Lauffer was skilled at balancing his many responsibilities. Former Faculty of Arts and Sciences Dean Jerome Rosenberg, who later appointed Lauffer chair of the merged  Department of Biophysics and Microbiology, said: “One of the amazing things about Max as dean is how he would compartmentalize his days. He was in the dean’s office in the mornings and returned to do his research in the department in the afternoons.”

Lauffer was internationally known for his research on the structure and biological activity of viruses. His main research interests while at Pitt were the hydration of viruses and proteins, and the relationship between the physical or chemical structure and the biological properties of biologically active proteins.

His awards and honors included the Eli Lilly and Company Research Award in Biochemistry, the Pittsburgh Award from the Pittsburgh section of the American Chemical Society and the University of Minnesota Outstanding Achievement Award.

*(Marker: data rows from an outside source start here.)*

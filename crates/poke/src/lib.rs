//! Embedding API for the poke execution core: a single opaque handle —
//! [`PokeCompiler`] — bundling the PVM, the incremental compiler driver,
//! and transient completion-helper state. This is the only stable surface
//! a host program touches; everything in `poke-compiler`/`poke-runtime`
//! is an implementation detail reachable only through here.
//!
//! Grounded on `libpoke.h`'s `pk_compiler` handle and its flat C function
//! surface, reshaped into a `seq-runtime`-style "one struct,
//! method-per-operation" embedding API, the same shape a top-level engine
//! handle takes for any interpreted language.

pub mod completion;
pub mod decl;
pub mod disasm;
pub mod error;
pub mod report;
pub mod term;

pub use completion::Completion;
pub use decl::{DeclInfo, DeclKind};
pub use error::PokeError;
pub use term::{NullTerm, TermIf};

use poke_compiler::GlobalEnv;
use poke_runtime::{
    Endian, Iod, IosFlags, IosId, NegEncoding, OutputMode, Pvm, PvmProgram, PvmValue, RunOutcome,
};
use std::collections::HashSet;
use std::path::{Path, PathBuf};
use std::rc::Rc;
use tracing::{debug, instrument};

const BOOTSTRAP_SOURCE: &str = include_str!("../resources/bootstrap.pk");

/// Construction-time tunables for `new(term_if, flags)`.
#[derive(Debug, Clone, Copy, Default)]
pub struct Flags {
    /// Skip loading the bootstrap runtime-support module. Exists for
    /// tests that want a bare compiler with no pre-declared `Exception`
    /// type to assert against.
    pub skip_std_types: bool,
}

/// The result of a successful `compile_*`/`call` operation: either the
/// program ran to completion (with an optional value, for an expression
/// statement or a function call) or it raised, in which case the caller
/// gets the exception value and exit status instead of an error — a
/// raised exception is not a failure of the *compiler*, just a value the
/// program produced.
#[derive(Debug)]
pub enum Outcome {
    Value(Option<PvmValue>),
    Exception(PvmValue, i32),
}

/// One opaque compiler/PVM handle. `T` is the host's terminal
/// implementation; `Send` but not `Sync` — this falls out for free since
/// nothing here uses interior-mutability-across-threads primitives, but
/// it is worth stating as a documented property rather than an accident.
pub struct PokeCompiler<T: TermIf> {
    pvm: Pvm,
    globals: GlobalEnv,
    term: T,
    flags: Flags,
    decls: decl::DeclTable,
    known_types: HashSet<String>,
    loaded_modules: HashSet<PathBuf>,
    load_path: Vec<PathBuf>,
    warnings: Vec<poke_compiler::CompileError>,
}

impl PokeCompiler<NullTerm> {
    /// Convenience constructor for hosts that don't care about terminal
    /// decoration (tests, `decl_val`-only embedders).
    pub fn headless() -> Result<Self, PokeError> {
        Self::new(NullTerm, Flags::default())
    }
}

The Tousimis-Lauffer Distinguished Annual Lecture in Biological Sciences was established in his honor in 2006 by his former student, Anastasios J. Tousimis.

Lauffer was a fellow of the New York Academy of Sciences and a member of the American Chemical Society, the Federation of American Scientists, the Biophysical Society, the American Society of Biological Chemists and the Society for Experimental Biology and Medicine.

He served as a consultant to the Joint Research and Development Board and the U.S. Army Biological Warfare Laboratories, and as a member of several National Research Council committees.

He edited Biophysical Journal, the official publication of the American Biophysical Society, which he served as president, and co-edited the journal Advances in Virus Research.

The University honored Lauffer at his retirement in 1984 by hosting a day-long symposium at which colleagues reported on the most recent advances in the field he had helped to create. Lauffer’s publication in retirement was “evidence of continuing activities in probing some of the fundamental natures of natural virus formation,” said Rosenberg.

In addition to his University work and research, Lauffer was very active in the Presbyterian church, both locally and nationally, Rosenberg said.

Lauffer is survived by his wife, Erika Erskine Lauffer; his children Edward, Susan, Max and John; several grandchildren and great-grandchildren.

The family suggests memorial contributions be made to Pitt’s Department of Biological Sciences or the Presbyterian Congregation of Middletown, North Union and Water streets, Middletown PA 17057.

A memorial service at the church is set for 3 p.m. Oct. 7. In addition, Lauffer will be memorialized at the next Tousimis-Lauffer Distinguished Annual Lecture in Biological Sciences. A date for the lecture has not been set.